Here we go again.
As news of Kamala Harris' selection to be the Democratic vice president broke, Democrats were warning that racist and sexist attacks on Harris would be coming. As a Republican who saw how Democrats often stayed silent when Sarah Palin was caricatured as a "Caribou Barbie" doll, and sees how Democrats seem to call every Republican policy or criticism some kind of microaggression or outright racism, I was prepared to roll my eyes.
Except, they were not wrong.
First came the Newsweek opinion piece "Some Questions for Kamala Harris About Eligibility," which made its way through the pro-Trump echo chamber, including a Trump campaign aide, up to -- inevitably -- the President himself. At Thursday's news conference, the President gave another variation on his "many people are saying" theme. "But that's a very serious... you're saying that, they're saying that she doesn't qualify because she wasn't born in this country," the President incorrectly said.
I did not expect that the Oakland-born Harris would be subject to a reprise of the "birther" attacks used to falsely question Barack Obama's legitimacy. But having had a front row seat to watch what my party has devolved into over the past decade, maybe I should not have been surprised.
At a prominent meeting of Republican officials in the South in 2011, a Barack Obama impersonator was hired -- to tell "black" jokes and walk out to the crowd playing Bruce Springsteen's "Born in the U.S.A." The audience loved it. Mark Meadows, who is now the White House chief of staff, was heard on video saying we should "send Obama back to Kenya" in 2012.
And in the basement of the Capitol, at the House Republican Conference, I watched as one Republican member, Louie Gohmert, joked at an "open mic" to his colleagues, "Kenya hear me?"
Yes, there were groans -- there usually are when Gohmert addresses his colleagues -- but not universally.

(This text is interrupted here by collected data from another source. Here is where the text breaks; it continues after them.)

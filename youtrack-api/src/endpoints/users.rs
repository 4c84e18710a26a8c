//! # User Endpoints
//!
//! User and group lookups, including the `/users/me` probe the server uses
//! for connection checks.

use reqwest::Method;
use serde_json::Value;

use super::fields_query;
use crate::client::YouTrackClient;
use crate::error::ApiError;
use crate::models::SearchOptions;

impl YouTrackClient {
  /// Fetch the authenticated user.
  pub async fn current_user(&self, fields: Option<&str>) -> Result<Value, ApiError> {
    self.request(Method::GET, "/users/me", None, &fields_query(fields)).await
  }

  /// Fetch a user by id or login.
  pub async fn get_user(&self, user_id: &str, fields: Option<&str>) -> Result<Value, ApiError> {
    self
      .request(Method::GET, &format!("/users/{user_id}"), None, &fields_query(fields))
      .await
  }

  /// List users, optionally filtered by a search query.
  pub async fn list_users(&self, options: &SearchOptions) -> Result<Value, ApiError> {
    self.request(Method::GET, "/users", None, &options.to_query()).await
  }

  /// List user groups.
  pub async fn list_groups(&self, options: &SearchOptions) -> Result<Value, ApiError> {
    self.request(Method::GET, "/groups", None, &options.to_query()).await
  }

  /// Fetch a user group by id.
  pub async fn get_group(&self, group_id: &str, fields: Option<&str>) -> Result<Value, ApiError> {
    self
      .request(Method::GET, &format!("/groups/{group_id}"), None, &fields_query(fields))
      .await
  }
}
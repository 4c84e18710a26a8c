//! # Workflow Command Endpoints
//!
//! YouTrack commands apply workflow transitions with the same syntax the
//! web UI's command dialog accepts (`State Fixed assignee jane`).

use reqwest::Method;
use serde_json::Value;

use crate::client::YouTrackClient;
use crate::error::ApiError;
use crate::models::CommandRequest;

impl YouTrackClient {
  /// Apply a command to an issue, optionally attaching a comment.
  pub async fn apply_command(&self, issue_id: &str, command: &CommandRequest) -> Result<Value, ApiError> {
    self.post_json(&format!("/issues/{issue_id}/execute"), command, &[]).await
  }

  /// List the commands currently applicable to an issue.
  pub async fn available_commands(&self, issue_id: &str) -> Result<Value, ApiError> {
    self.request(Method::GET, &format!("/issues/{issue_id}/execute"), None, &[]).await
  }
}
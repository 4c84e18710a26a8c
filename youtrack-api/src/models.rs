//! Request payload types for the YouTrack REST API.
//!
//! YouTrack responses are passed through as raw `serde_json::Value` because
//! their shape depends entirely on the caller-supplied `fields` selector.
//! Outgoing payloads are fully typed: every optional field is an `Option`
//! that is skipped when absent, which keeps explicitly-supplied `false`/`0`
//! values on the wire while never sending nulls for omitted parameters.

use serde::Serialize;

/// Reference to another entity by id, serialized as `{"id": "..."}`.
///
/// YouTrack accepts this shape wherever a linked entity is expected
/// (`project`, `assignee`, `priority`, `type`, tags, ...).
#[derive(Debug, Clone, Serialize)]
pub struct EntityRef {
  pub id: String,
}

impl From<&str> for EntityRef {
  fn from(id: &str) -> Self {
    Self { id: id.to_string() }
  }
}

impl From<String> for EntityRef {
  fn from(id: String) -> Self {
    Self { id }
  }
}

/// Work item duration: either raw minutes or a presentation string
/// such as `"2h 30m"`. Serialized untagged, exactly as the API accepts it.
#[derive(Debug, Clone, Serialize)]
#[serde(untagged)]
pub enum DurationSpec {
  Minutes(u64),
  Presentation(String),
}

/// Pagination and field selection shared by all list endpoints.
///
/// `skip` and `top` are always sent; `query` and `fields` only when present.
#[derive(Debug, Clone, Default)]
pub struct SearchOptions {
  pub query: Option<String>,
  pub skip: u64,
  pub top: u64,
  pub fields: Option<String>,
}

impl SearchOptions {
  pub fn page(skip: u64, top: u64) -> Self {
    Self {
      skip,
      top,
      ..Self::default()
    }
  }

  /// Render as query-string pairs.
  pub(crate) fn to_query(&self) -> Vec<(&'static str, String)> {
    let mut pairs = Vec::new();
    if let Some(ref query) = self.query {
      pairs.push(("query", query.clone()));
    }
    pairs.push(("skip", self.skip.to_string()));
    pairs.push(("top", self.top.to_string()));
    if let Some(ref fields) = self.fields {
      pairs.push(("fields", fields.clone()));
    }
    pairs
  }
}

// ---------------------------------------------------------------------------
// Issues
// ---------------------------------------------------------------------------

#[derive(Debug, Serialize)]
pub struct NewIssue {
  pub project: EntityRef,
  pub summary: String,
  #[serde(skip_serializing_if = "Option::is_none")]
  pub description: Option<String>,
  #[serde(skip_serializing_if = "Option::is_none")]
  pub assignee: Option<EntityRef>,
  #[serde(skip_serializing_if = "Option::is_none")]
  pub priority: Option<EntityRef>,
  #[serde(rename = "type", skip_serializing_if = "Option::is_none")]
  pub issue_type: Option<EntityRef>,
  #[serde(skip_serializing_if = "Option::is_none")]
  pub tags: Option<Vec<EntityRef>>,
}

#[derive(Debug, Default, Serialize)]
pub struct IssuePatch {
  #[serde(skip_serializing_if = "Option::is_none")]
  pub summary: Option<String>,
  #[serde(skip_serializing_if = "Option::is_none")]
  pub description: Option<String>,
  #[serde(skip_serializing_if = "Option::is_none")]
  pub assignee: Option<EntityRef>,
  #[serde(skip_serializing_if = "Option::is_none")]
  pub priority: Option<EntityRef>,
  #[serde(skip_serializing_if = "Option::is_none")]
  pub state: Option<EntityRef>,
  #[serde(skip_serializing_if = "Option::is_none")]
  pub tags: Option<Vec<EntityRef>>,
}

// ---------------------------------------------------------------------------
// Comments
// ---------------------------------------------------------------------------

#[derive(Debug, Serialize)]
pub struct NewComment {
  pub text: String,
  #[serde(rename = "usesMarkdown")]
  pub uses_markdown: bool,
}

#[derive(Debug, Default, Serialize)]
pub struct CommentPatch {
  #[serde(skip_serializing_if = "Option::is_none")]
  pub text: Option<String>,
  #[serde(rename = "usesMarkdown", skip_serializing_if = "Option::is_none")]
  pub uses_markdown: Option<bool>,
}

// ---------------------------------------------------------------------------
// Work items
// ---------------------------------------------------------------------------

#[derive(Debug, Serialize)]
pub struct NewWorkItem {
  pub duration: DurationSpec,
  #[serde(skip_serializing_if = "Option::is_none")]
  pub description: Option<String>,
  #[serde(skip_serializing_if = "Option::is_none")]
  pub date: Option<i64>,
  #[serde(rename = "type", skip_serializing_if = "Option::is_none")]
  pub work_type: Option<EntityRef>,
}

#[derive(Debug, Default, Serialize)]
pub struct WorkItemPatch {
  #[serde(skip_serializing_if = "Option::is_none")]
  pub duration: Option<DurationSpec>,
  #[serde(skip_serializing_if = "Option::is_none")]
  pub description: Option<String>,
  #[serde(skip_serializing_if = "Option::is_none")]
  pub date: Option<i64>,
  #[serde(rename = "type", skip_serializing_if = "Option::is_none")]
  pub work_type: Option<EntityRef>,
}

// ---------------------------------------------------------------------------
// Projects
// ---------------------------------------------------------------------------

#[derive(Debug, Serialize)]
pub struct NewProject {
  pub name: String,
  #[serde(rename = "shortName")]
  pub short_name: String,
  #[serde(skip_serializing_if = "Option::is_none")]
  pub description: Option<String>,
  #[serde(skip_serializing_if = "Option::is_none")]
  pub leader: Option<EntityRef>,
}

#[derive(Debug, Default, Serialize)]
pub struct ProjectPatch {
  #[serde(skip_serializing_if = "Option::is_none")]
  pub name: Option<String>,
  #[serde(skip_serializing_if = "Option::is_none")]
  pub description: Option<String>,
  #[serde(skip_serializing_if = "Option::is_none")]
  pub leader: Option<EntityRef>,
  #[serde(skip_serializing_if = "Option::is_none")]
  pub archived: Option<bool>,
}

// ---------------------------------------------------------------------------
// Agile boards and sprints
// ---------------------------------------------------------------------------

#[derive(Debug, Serialize)]
pub struct NewBoard {
  pub name: String,
  pub projects: Vec<EntityRef>,
}

#[derive(Debug, Default, Serialize)]
pub struct BoardPatch {
  #[serde(skip_serializing_if = "Option::is_none")]
  pub name: Option<String>,
  #[serde(skip_serializing_if = "Option::is_none")]
  pub projects: Option<Vec<EntityRef>>,
}

#[derive(Debug, Serialize)]
pub struct NewSprint {
  pub name: String,
  #[serde(skip_serializing_if = "Option::is_none")]
  pub goal: Option<String>,
  #[serde(skip_serializing_if = "Option::is_none")]
  pub start: Option<i64>,
  #[serde(skip_serializing_if = "Option::is_none")]
  pub finish: Option<i64>,
}

#[derive(Debug, Default, Serialize)]
pub struct SprintPatch {
  #[serde(skip_serializing_if = "Option::is_none")]
  pub name: Option<String>,
  #[serde(skip_serializing_if = "Option::is_none")]
  pub goal: Option<String>,
  #[serde(skip_serializing_if = "Option::is_none")]
  pub start: Option<i64>,
  #[serde(skip_serializing_if = "Option::is_none")]
  pub finish: Option<i64>,
  #[serde(skip_serializing_if = "Option::is_none")]
  pub archived: Option<bool>,
}

// ---------------------------------------------------------------------------
// Workflow commands
// ---------------------------------------------------------------------------

#[derive(Debug, Serialize)]
pub struct CommandRequest {
  pub query: String,
  #[serde(skip_serializing_if = "Option::is_none")]
  pub comment: Option<String>,
}
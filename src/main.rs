// agentdesk - subscription tooling for the agent portal

mod account;
mod admin;
mod cli;
mod config;
mod error;
mod expiry;
mod listings;
mod models;
mod store;

use clap::Parser;
use error::Result;

fn main() -> Result<()> {
    let args = cli::Cli::parse();

    let log_level = if args.verbose {
        tracing::Level::DEBUG
    } else {
        tracing::Level::INFO
    };

    // Logs go to stderr so JSON output on stdout stays clean
    tracing_subscriber::fmt()
        .with_env_filter(
            tracing_subscriber::EnvFilter::from_default_env().add_directive(log_level.into()),
        )
        .with_writer(std::io::stderr)
        .init();

    cli::execute(args)
}
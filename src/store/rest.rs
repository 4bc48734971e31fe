use super::{not_found, ListingStore, ProfileStore};
use crate::admin::ProfileUpdate;
use crate::error::{PortalError, Result};
use crate::listings::Listing;
use crate::models::Profile;
use reqwest::blocking::{Client, RequestBuilder};
use reqwest::StatusCode;
use serde::de::DeserializeOwned;
use std::time::Duration;
use uuid::Uuid;

const REQUEST_TIMEOUT_SECS: u64 = 30;

/// Profiles and listings served by the hosted backend's REST interface
/// (`/rest/v1/profiles`, `/rest/v1/listings`)
pub struct RestProfileStore {
    base_url: String,
    anon_key: String,
    access_token: Option<String>,
    client: Client,
}

impl RestProfileStore {
    pub fn new(base_url: &str, anon_key: &str, access_token: Option<&str>) -> Result<Self> {
        let client = Client::builder()
            .timeout(Duration::from_secs(REQUEST_TIMEOUT_SECS))
            .build()
            .map_err(|e| PortalError::Http(format!("Failed to build HTTP client: {}", e)))?;

        Ok(Self {
            base_url: base_url.trim_end_matches('/').to_string(),
            anon_key: anon_key.to_string(),
            access_token: access_token.map(str::to_string),
            client,
        })
    }

    fn profile_url(&self, user_id: &Uuid) -> String {
        let filter = format!("eq.{}", user_id);
        format!(
            "{}/rest/v1/profiles?id={}&select=*",
            self.base_url,
            urlencoding::encode(&filter)
        )
    }

    fn listings_url(&self) -> String {
        format!(
            "{}/rest/v1/listings?select=*&order=created_at.desc",
            self.base_url
        )
    }

    fn owners_url(&self, user_ids: &[Uuid]) -> String {
        let ids: Vec<String> = user_ids.iter().map(Uuid::to_string).collect();
        let filter = format!("in.({})", ids.join(","));
        format!(
            "{}/rest/v1/profiles?id={}&select=id,first_name,last_name,email",
            self.base_url,
            urlencoding::encode(&filter)
        )
    }

    /// The anon key doubles as bearer token when no user session is configured
    fn authorized(&self, request: RequestBuilder) -> RequestBuilder {
        let bearer = self.access_token.as_deref().unwrap_or(&self.anon_key);
        request.header("apikey", &self.anon_key).bearer_auth(bearer)
    }

    fn send<T: DeserializeOwned>(&self, request: RequestBuilder, action: &str) -> Result<Vec<T>> {
        let response = self
            .authorized(request)
            .send()
            .map_err(|e| PortalError::Http(format!("Failed to {}: {}", action, e)))?;

        let status = response.status();
        let body = response.text().unwrap_or_default();
        decode_rows(status, &body)
    }
}

/// Decode a PostgREST response body into rows
fn decode_rows<T: DeserializeOwned>(status: StatusCode, body: &str) -> Result<Vec<T>> {
    if !status.is_success() {
        return Err(PortalError::Http(format!(
            "Request failed with {}: {}",
            status, body
        )));
    }

    serde_json::from_str(body)
        .map_err(|e| PortalError::Http(format!("Failed to parse response: {}", e)))
}

/// A PATCH that matched no row comes back as an empty array
fn first_row(rows: Vec<Profile>, user_id: &Uuid) -> Result<Profile> {
    rows.into_iter().next().ok_or_else(|| not_found(user_id))
}

impl ProfileStore for RestProfileStore {
    fn fetch_profile(&self, user_id: &Uuid) -> Result<Option<Profile>> {
        tracing::debug!("Fetching profile {}", user_id);
        let rows: Vec<Profile> =
            self.send(self.client.get(self.profile_url(user_id)), "fetch profile")?;
        Ok(rows.into_iter().next())
    }

    fn update_profile(&self, user_id: &Uuid, update: &ProfileUpdate) -> Result<Profile> {
        tracing::debug!("Updating profile {}", user_id);
        let request = self
            .client
            .patch(self.profile_url(user_id))
            .header("Prefer", "return=representation")
            .json(update);

        first_row(self.send(request, "update profile")?, user_id)
    }
}

impl ListingStore for RestProfileStore {
    fn fetch_listings(&self) -> Result<Vec<Listing>> {
        tracing::debug!("Fetching listings");
        self.send(self.client.get(self.listings_url()), "fetch listings")
    }

    fn fetch_owners(&self, user_ids: &[Uuid]) -> Result<Vec<Profile>> {
        if user_ids.is_empty() {
            return Ok(Vec::new());
        }

        tracing::debug!("Fetching {} listing owners", user_ids.len());
        self.send(self.client.get(self.owners_url(user_ids)), "fetch listing owners")
    }
}

#[cfg(test)]
mod tests {
    use super::*;

    const USER_ID: &str = "6f1c1f7e-3c1b-4a57-9d0e-2f4b8f0d9a11";

    fn store() -> RestProfileStore {
        RestProfileStore::new("https://project.example.co/", "anon", None).unwrap()
    }

    #[test]
    fn test_profile_url() {
        let id = Uuid::parse_str(USER_ID).unwrap();

        assert_eq!(
            store().profile_url(&id),
            "https://project.example.co/rest/v1/profiles?id=eq.6f1c1f7e-3c1b-4a57-9d0e-2f4b8f0d9a11&select=*"
        );
    }

    #[test]
    fn test_listing_urls() {
        let store = store();
        assert_eq!(
            store.listings_url(),
            "https://project.example.co/rest/v1/listings?select=*&order=created_at.desc"
        );

        let id = Uuid::parse_str(USER_ID).unwrap();
        assert_eq!(
            store.owners_url(&[id, id]),
            format!(
                "https://project.example.co/rest/v1/profiles?id=in.%28{0}%2C{0}%29&select=id,first_name,last_name,email",
                USER_ID
            )
        );
    }

    #[test]
    fn test_no_owners_requested() {
        assert!(store().fetch_owners(&[]).unwrap().is_empty());
    }

    #[test]
    fn test_error_status_is_http_error() {
        let result: Result<Vec<Profile>> = decode_rows(
            StatusCode::UNAUTHORIZED,
            r#"{"message":"JWT expired"}"#,
        );

        match result {
            Err(PortalError::Http(message)) => {
                assert!(message.contains("401"));
                assert!(message.contains("JWT expired"));
            }
            other => panic!("expected HTTP error, got {:?}", other),
        }
    }

    #[test]
    fn test_decode_rows() {
        let rows: Vec<Profile> = decode_rows(
            StatusCode::OK,
            &format!(r#"[{{"id": "{}", "subscription_status": "pro"}}]"#, USER_ID),
        )
        .unwrap();
        assert_eq!(rows.len(), 1);
        assert!(rows[0].is_pro());

        let empty: Vec<Profile> = decode_rows(StatusCode::OK, "[]").unwrap();
        assert!(empty.is_empty());

        let garbled: Result<Vec<Profile>> = decode_rows(StatusCode::OK, "<html>");
        assert!(matches!(garbled, Err(PortalError::Http(_))));
    }

    #[test]
    fn test_patch_matching_no_row_is_not_found() {
        let id = Uuid::parse_str(USER_ID).unwrap();
        let rows: Vec<Profile> = decode_rows(StatusCode::OK, "[]").unwrap();

        match first_row(rows, &id) {
            Err(PortalError::ProfileNotFound(missing)) => assert_eq!(missing, USER_ID),
            other => panic!("expected missing profile, got {:?}", other),
        }
    }
}
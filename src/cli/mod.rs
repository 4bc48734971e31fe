// CLI interface
pub mod commands;

use crate::error::Result;
use crate::listings::StatusFilter;
use crate::models::{parse_instant, parse_user_id, AccountStatus, SubscriptionStatus};
use chrono::{DateTime, Utc};
use clap::{Args, Parser, Subcommand, ValueEnum};
use std::path::PathBuf;
use uuid::Uuid;

#[derive(Parser, Debug)]
#[command(name = "agentdesk")]
#[command(about = "Subscription tooling for the agent portal", long_about = None)]
#[command(version)]
pub struct Cli {
    #[command(subcommand)]
    pub command: Commands,

    /// Local JSON file of profile rows, used instead of the hosted backend
    #[arg(long, global = true, env = "AGENTDESK_PROFILES_FILE")]
    pub profiles_file: Option<PathBuf>,

    /// Local JSON file of listing rows, used instead of the hosted backend
    #[arg(long, global = true, env = "AGENTDESK_LISTINGS_FILE")]
    pub listings_file: Option<PathBuf>,

    /// Enable verbose/debug logging
    #[arg(short, long, global = true)]
    pub verbose: bool,
}

#[derive(Subcommand, Debug)]
pub enum Commands {
    /// Show the time left until a subscription end date
    Remaining {
        /// Subscription end (ISO-8601 timestamp or YYYY-MM-DD)
        #[arg(long, value_parser = parse_instant)]
        end: DateTime<Utc>,

        /// Evaluate at this instant instead of the current time
        #[arg(long, value_parser = parse_instant)]
        now: Option<DateTime<Utc>>,

        /// Output in JSON format for scripting
        #[arg(long)]
        json: bool,
    },

    /// Show the subscription indicator of an agent
    Status {
        /// User id of the agent
        #[arg(long, value_parser = parse_user_id)]
        user: Uuid,

        /// Evaluate at this instant instead of the current time
        #[arg(long, value_parser = parse_instant)]
        now: Option<DateTime<Utc>>,

        /// Output in JSON format for scripting
        #[arg(long)]
        json: bool,
    },

    /// Edit a user as an admin (names, account status, plan)
    EditUser(EditUserArgs),

    /// List listings for moderation, newest first
    Listings {
        /// Only show listings with this status
        #[arg(long, value_enum, default_value = "all")]
        status: StatusFilter,

        /// Case-insensitive match on title, location, description or owner name
        #[arg(long)]
        search: Option<String>,

        /// Output in JSON format for scripting
        #[arg(long)]
        json: bool,
    },

    /// Manage the configuration file
    Config {
        #[command(subcommand)]
        command: ConfigCommand,
    },

    /// Generate shell completion scripts
    ///
    /// INSTALLATION:
    ///
    /// Bash:
    ///   eval "$(agentdesk completions bash)"    # Add to ~/.bashrc
    ///
    /// Zsh:
    ///   eval "$(agentdesk completions zsh)"     # Add to ~/.zshrc
    ///
    /// Fish:
    ///   agentdesk completions fish > ~/.config/fish/completions/agentdesk.fish
    Completions {
        /// Shell type to generate completions for
        #[arg(value_enum)]
        shell: Shell,
    },
}

#[derive(Args, Debug)]
pub struct EditUserArgs {
    /// User id to edit
    #[arg(long, value_parser = parse_user_id)]
    pub user: Uuid,

    #[arg(long)]
    pub first_name: Option<String>,

    #[arg(long)]
    pub last_name: Option<String>,

    #[arg(long)]
    pub phone: Option<String>,

    #[arg(long)]
    pub career: Option<String>,

    /// Account status
    #[arg(long, value_enum)]
    pub status: Option<AccountStatus>,

    /// Subscription plan; switching free to pro starts a one-month term
    #[arg(long, value_enum)]
    pub plan: Option<SubscriptionStatus>,

    /// Subscription end for pro users who stay on pro
    #[arg(long, value_parser = parse_instant)]
    pub end: Option<DateTime<Utc>>,

    /// Use this instant as the current time
    #[arg(long, value_parser = parse_instant)]
    pub now: Option<DateTime<Utc>>,

    /// Output in JSON format for scripting
    #[arg(long)]
    pub json: bool,
}

#[derive(Subcommand, Debug)]
pub enum ConfigCommand {
    /// Create a sample config file
    Init,
    /// Show the config file location and whether it is usable
    Path,
}

#[derive(Debug, Clone, ValueEnum)]
#[allow(clippy::enum_variant_names)]
pub enum Shell {
    Bash,
    Zsh,
    Fish,
    PowerShell,
    Elvish,
}

pub fn execute(args: Cli) -> Result<()> {
    match args.command {
        Commands::Remaining { end, now, json } => commands::remaining::execute(end, now, json),
        Commands::Status { user, now, json } => {
            commands::status::execute(args.profiles_file, user, now, json)
        }
        Commands::EditUser(edit) => commands::edit_user::execute(args.profiles_file, edit),
        Commands::Listings {
            status,
            search,
            json,
        } => commands::listings::execute(args.profiles_file, args.listings_file, status, search, json),
        Commands::Config { command } => commands::config::execute(command),
        Commands::Completions { shell } => {
            commands::completions::execute(shell);
            Ok(())
        }
    }
}
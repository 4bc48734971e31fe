use thiserror::Error;

#[derive(Error, Debug)]
pub enum PortalError {
    #[error("Configuration error: {0}")]
    ConfigError(String),

    #[error("Profile store error: {0}")]
    StoreError(String),

    #[error("HTTP error: {0}")]
    Http(String),

    #[error("Invalid date '{0}': expected ISO-8601 timestamp or YYYY-MM-DD")]
    InvalidDate(String),

    #[error("Invalid user id: {0}")]
    InvalidUserId(String),

    #[error("Validation failed: {0}")]
    Validation(String),

    #[error("Profile not found: {0}")]
    ProfileNotFound(String),

    #[error("IO error: {0}")]
    Io(#[from] std::io::Error),

    #[error("JSON serialization error: {0}")]
    Json(#[from] serde_json::Error),
}

pub type Result<T> = std::result::Result<T, PortalError>;
use crate::config::Config;
use crate::error::Result;
use crate::listings::{self, ListingFilter, ListingRow, StatusFilter};
use crate::store;
use serde_json::json;
use std::path::PathBuf;

pub fn execute(
    profiles_file: Option<PathBuf>,
    listings_file: Option<PathBuf>,
    status: StatusFilter,
    search: Option<String>,
    json: bool,
) -> Result<()> {
    let config = Config::load()?;
    let store = store::open_listing_store(&config, profiles_file, listings_file)?;
    let filter = ListingFilter {
        status,
        search: search.unwrap_or_default(),
    };

    let rows = listings::load_listings(store.as_ref(), &filter)?;
    println!("{}", render_rows(&rows, json || config.display.json)?);
    Ok(())
}

fn render_rows(rows: &[ListingRow], json: bool) -> Result<String> {
    if json {
        let output = json!({
            "count": rows.len(),
            "listings": rows,
        });
        return Ok(serde_json::to_string_pretty(&output)?);
    }

    if rows.is_empty() {
        return Ok("No listings found".to_string());
    }

    Ok(rows
        .iter()
        .map(ListingRow::summary)
        .collect::<Vec<_>>()
        .join("\n"))
}

#[cfg(test)]
mod tests {
    use super::*;
    use uuid::Uuid;

    fn row(title: &str) -> ListingRow {
        ListingRow {
            id: Uuid::new_v4(),
            title: title.to_string(),
            price: Some(2500.0),
            price_display: "$2,500".to_string(),
            location: "Jounieh".to_string(),
            owner: "Unknown User".to_string(),
            phone: "N/A".to_string(),
            status: "pending".to_string(),
            created: "Apr 2, 2024".to_string(),
        }
    }

    #[test]
    fn test_render_text_rows() {
        assert_eq!(render_rows(&[], false).unwrap(), "No listings found");
        assert_eq!(
            render_rows(&[row("Chalet")], false).unwrap(),
            "Chalet  $2,500  Jounieh  Unknown User  N/A  [pending]  Apr 2, 2024"
        );
    }

    #[test]
    fn test_render_json_rows() {
        let out = render_rows(&[row("Chalet"), row("Loft")], true).unwrap();
        let value: serde_json::Value = serde_json::from_str(&out).unwrap();
        assert_eq!(value["count"], 2);
        assert_eq!(value["listings"][1]["title"], "Loft");
        assert_eq!(value["listings"][0]["status"], "pending");
    }
}
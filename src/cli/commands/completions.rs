use crate::cli::{Cli, Shell};
use clap::CommandFactory;
use clap_complete::{generate, Shell as ClapShell};
use std::io;

pub fn execute(shell: Shell) {
    let mut cmd = Cli::command();
    let bin_name = "agentdesk";

    let clap_shell = match shell {
        Shell::Bash => ClapShell::Bash,
        Shell::Zsh => ClapShell::Zsh,
        Shell::Fish => ClapShell::Fish,
        Shell::PowerShell => ClapShell::PowerShell,
        Shell::Elvish => ClapShell::Elvish,
    };

    tracing::debug!("Generating completion file for {:?}", shell);
    generate(clap_shell, &mut cmd, bin_name, &mut io::stdout());
}
pub mod completions;
pub mod config;
pub mod edit_user;
pub mod listings;
pub mod remaining;
pub mod status;
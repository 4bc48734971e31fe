use crate::account::{self, SubscriptionView};
use crate::config::Config;
use crate::error::Result;
use crate::store;
use chrono::{DateTime, Utc};
use std::path::PathBuf;
use uuid::Uuid;

pub fn execute(
    profiles_file: Option<PathBuf>,
    user: Uuid,
    now: Option<DateTime<Utc>>,
    json: bool,
) -> Result<()> {
    let config = Config::load()?;
    let store = store::open_store(&config, profiles_file)?;
    let now = now.unwrap_or_else(Utc::now);

    let view = account::load_view(store.as_ref(), &user, &now)?;
    print_view(&view, json || config.display.json)?;

    // Expired pro subscriptions exit non-zero for scripting
    if view.is_expired() {
        std::process::exit(1);
    }

    Ok(())
}

fn print_view(view: &SubscriptionView, json: bool) -> Result<()> {
    println!("{}", render_view(view, json)?);
    Ok(())
}

/// Text summary plus notice, or a single JSON object
pub(crate) fn render_view(view: &SubscriptionView, json: bool) -> Result<String> {
    if json {
        return Ok(serde_json::to_string_pretty(view)?);
    }

    let mut out = view.summary();
    if let Some(notice) = &view.notice {
        if view.payment_due_soon || view.is_expired() {
            out.push('\n');
            out.push_str(notice);
        }
    }

    Ok(out)
}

And while serving as the communications director for the Republican National Committee and its first African American chairman, I had to deal with an otherwise well-meaning staffer who posted a sarcastic joke on Twitter -- a place where sarcasm does not work -- about our President being Muslim in 2010.
Instead of pushing back on the story, I decided at least one Republican needed to come clean on this nonsense, so I made the following statement: "The RNC has never spoken about the President's Christianity because it is both crystal clear and a non-issue," the statement read. I still remember typing that statement out, typing the word "religion," then replacing it with "Christianity" to make the point finer.
The statement brought me a lot of praise from colleagues of both parties and from journalists. Sam Stein, then at HuffPost, called it "perhaps the fullest distancing yet of any Republican entity from the Obama-is-a-Muslim rumors."
But did it put a dent in any of this? Sadly, no. And the worst was yet to come.
All of those anecdotes have a common thread. For a Panamanian-born John McCain, the son of a Mexican-born father Mitt Romney and the Canadian-born Ted Cruz -- no problem. But for the first Black President, and now for the first Black nominee for vice president, the signal is clear: they're not "one of us." They don't belong here. It's been a time-tested refrain, one my first political boss, Jesse Helms, used successfully. But those days should be long gone.
Perhaps Trump and his supporters would have ended up here eventually. The political landscape is vastly different today than where it was pre-Covid-19 -- when a strong economy had Democrats scared that four more years for Trump might have been a foregone conclusion. But with more than 167,000 Americans dead from Covid-19, 10% unemployment, 70% of the country believing America is on the wrong track and more than half of voters disapproving of the President's handling of the pandemic, the campaign playbook had to be re-written. So, we're back to Trump's "greatest hits," as it were.
Meanwhile, like animals scurrying before an earthquake, Republicans are making plans for a post-Trump party. That's smart, but the party may still be defined by Trump and many may view all Republicans as eager to pick at every scab that divides us as a country and the Trump era as a stain on the party's soul. Minority voters may be lost to Republican voters for yet another generation -- something that as states like Texas potentially become battlegrounds, Republicans up and down the ballot can ill afford.
If Trump and Republicans choose to go after Harris instead of Biden, there is plenty of substance to go after -- her outspoken support of the Green New Deal and Medicare for All, for starters. Just as there was plenty of substance to go after Obama.
Republicans, stick to that, and stay far away from the "birther," 9/11 truther and other conspiracy nonsense -- except to condemn it. It hasn't helped the party in recent years -- and it won't now.